How java allows to add Integer and Double instance?

Question

What internally happens at the 3rd line when I execute the following code

Integer i=1; 
Double d1=1.1; 
Double d2= i+d1;

Answer 1

You can read the definition of "internal" workings in the language spec:

• Numeric addition
• Simple Assignment

But these might be a bit dry.

Try decompiling the following code:

void add(Integer i, Double d1) {
  Double d2= i+d1;
}

This is compiled to:

  void add(java.lang.Integer, java.lang.Double);
    Code:
       0: aload_1
       1: invokevirtual #6                  // Method java/lang/Integer.intValue:()I
       4: i2d
       5: aload_2
       6: invokevirtual #7                  // Method java/lang/Double.doubleValue:()D
       9: dadd
      10: invokestatic  #5                  // Method java/lang/Double.valueOf:(D)Ljava/lang/Double;
      13: astore_3
      14: return

Breaking it down line-by-line (for the significant lines, anyway):

• 1: This is unboxing i from Integer to int
• 4: This is widening the int value of i to double
• 6: This is unboxing d1 from Double to double
• 9: This is adding the unboxed (and widened) values.
• 10: This is boxing the result from double to Double.

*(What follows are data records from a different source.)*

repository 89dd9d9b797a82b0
use uuid::Uuid;

use crate::api::{ApiClient, ApiRequest};
use crate::errors::RequestFailed;
use crate::models::CandidateProfile;

#[derive(Clone)]
pub struct CandidateService {
    api: ApiClient,
}

impl CandidateService {
    pub fn new(api: ApiClient) -> Self {
        Self { api }
    }

    pub async fn profile(&self, candidate_id: Uuid) -> Result<CandidateProfile, RequestFailed> {
        self.api
            .call(
                ApiRequest::get("candidates.profile", format!("/candidates/{}", candidate_id)),
                CandidateProfile::default(),
                "Failed to fetch candidate profile",
            )
            .await
    }

    pub async fn update_profile(
        &self,
        candidate_id: Uuid,
        profile: &CandidateProfile,
    ) -> Result<CandidateProfile, RequestFailed> {
        self.api
            .call(
                ApiRequest::put("candidates.update_profile", format!("/candidates/{}", candidate_id))
                    .json(profile),
                profile.clone(),
                "Failed to update profile",
            )
            .await
    }
}
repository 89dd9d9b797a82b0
pub mod hash;
//! Authenticated session shared by the transport and the hooks.

use serde::{Deserialize, Serialize};
use std::fmt;
use std::str::FromStr;
use std::sync::{Arc, RwLock};
use tracing::info;
use uuid::Uuid;

#[derive(Debug, Clone, Copy, PartialEq, Eq, Serialize, Deserialize)]
#[serde(rename_all = "snake_case")]
pub enum Role {
    Candidate,
    Unit,
    Admin,
}

impl fmt::Display for Role {
    fn fmt(&self, f: &mut fmt::Formatter<'_>) -> fmt::Result {
        match self {
            Self::Candidate => write!(f, "candidate"),
            Self::Unit => write!(f, "unit"),
            Self::Admin => write!(f, "admin"),
        }
    }
}

#[derive(Debug, thiserror::Error)]
#[error("unknown role: {0}")]
pub struct UnknownRole(String);

impl FromStr for Role {
    type Err = UnknownRole;

    fn from_str(s: &str) -> Result<Self, Self::Err> {
        match s.trim().to_ascii_lowercase().as_str() {
            "candidate" => Ok(Self::Candidate),
            "unit" => Ok(Self::Unit),
            "admin" => Ok(Self::Admin),
            other => Err(UnknownRole(other.to_string())),
        }
    }
}

#[derive(Clone, PartialEq, Eq)]
pub struct Session {
    pub user_id: Uuid,
    pub role: Role,
    pub token: String,
}

impl fmt::Debug for Session {
    fn fmt(&self, f: &mut fmt::Formatter<'_>) -> fmt::Result {
        f.debug_struct("Session")
            .field("user_id", &self.user_id)
            .field("role", &self.role)
            .field("token", &"<redacted>")
            .finish()
    }
}

/// Cloneable handle to the current session, if any
#[derive(Debug, Clone, Default)]
pub struct SessionProvider {
    inner: Arc<RwLock<Option<Session>>>,
}

impl SessionProvider {
    pub fn new(session: Option<Session>) -> Self {
        Self {
            inner: Arc::new(RwLock::new(session)),
        }
    }

    pub fn sign_in(&self, session: Session) {
        info!(user_id = %session.user_id, role = %session.role, "Session started");
        let mut guard = self.inner.write().unwrap_or_else(|e| e.into_inner());
        *guard = Some(session);
    }

    pub fn sign_out(&self) {
        let mut guard = self.inner.write().unwrap_or_else(|e| e.into_inner());
        if let Some(session) = guard.take() {
            info!(user_id = %session.user_id, "Session ended");
        }
    }

    pub fn current(&self) -> Option<Session> {
        self.inner
            .read()
            .unwrap_or_else(|e| e.into_inner())
            .clone()
    }

    pub fn user_id(&self) -> Option<Uuid> {
        self.current().map(|s| s.user_id)
    }

    pub fn token(&self) -> Option<String> {
        self.current().map(|s| s.token)
    }
}
use serde::{Deserialize, Serialize};

/// Input for AI-assisted text generation
#[derive(Debug, Clone, Default, PartialEq, Serialize, Deserialize)]
pub struct ContentRequest {
    pub title: String,
    #[serde(default)]
    pub keywords: Vec<String>,
    #[serde(skip_serializing_if = "Option::is_none")]
    pub tone: Option<String>,
    #[serde(skip_serializing_if = "Option::is_none")]
    pub context: Option<String>,
}

#[derive(Debug, Clone, Default, PartialEq, Serialize, Deserialize)]
#[serde(default)]
pub struct GeneratedContent {
    pub content: String,
}
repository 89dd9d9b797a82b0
use chrono::{DateTime, Utc};
use serde::{Deserialize, Serialize};
use uuid::Uuid;

#[derive(Debug, Clone, Copy, Default, PartialEq, Eq, Serialize, Deserialize)]
#[serde(rename_all = "snake_case")]
pub enum ApplicationStatus {
    #[default]
    Pending,
    Reviewing,
    Interview,
    Offered,
    Hired,
    Rejected,
    Withdrawn,
}

/// Candidate's answer to an offer
#[derive(Debug, Clone, Copy, PartialEq, Eq, Serialize, Deserialize)]
#[serde(rename_all = "snake_case")]
pub enum OfferDecision {
    Accepted,
    Declined,
}

#[derive(Debug, Clone, Default, PartialEq, Serialize, Deserialize)]
#[serde(default)]
pub struct Application {
    pub id: Uuid,
    pub internship_id: Uuid,
    pub candidate_id: Uuid,
    pub status: ApplicationStatus,
    pub cover_letter: Option<String>,
    pub cv_url: Option<String>,
    pub offer_decision: Option<OfferDecision>,
    pub candidate_name: Option<String>,
    pub internship_title: Option<String>,
    pub applied_at: Option<DateTime<Utc>>,
    pub updated_at: Option<DateTime<Utc>>,
}

#[derive(Debug, Clone, PartialEq, Serialize, Deserialize)]
pub struct NewApplication {
    pub internship_id: Uuid,
    #[serde(skip_serializing_if = "Option::is_none")]
    pub cover_letter: Option<String>,
    #[serde(skip_serializing_if = "Option::is_none")]
    pub cv_url: Option<String>,
}

#[derive(Debug, Clone, Copy, PartialEq, Eq, Serialize, Deserialize)]
pub struct StatusChange {
    pub status: ApplicationStatus,
}

#[derive(Debug, Clone, Copy, PartialEq, Eq, Serialize, Deserialize)]
pub struct OfferDecisionChange {
    pub decision: OfferDecision,
}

You can see this as being equivalent to:

void add2(Integer i, Double d1) {
  Double d2= Double.valueOf((double) i.intValue() + d1.doubleValue());
}

since the two have identical bytecode.

Answer 2

On every arithmetic operation in Java the result is at least int. If any operand is bigger than int the result is the same type of the bigger operand. On the third line, i is unboxed and promoted to double, and added to the unboxed value of d1. Then the result is boxed into d2.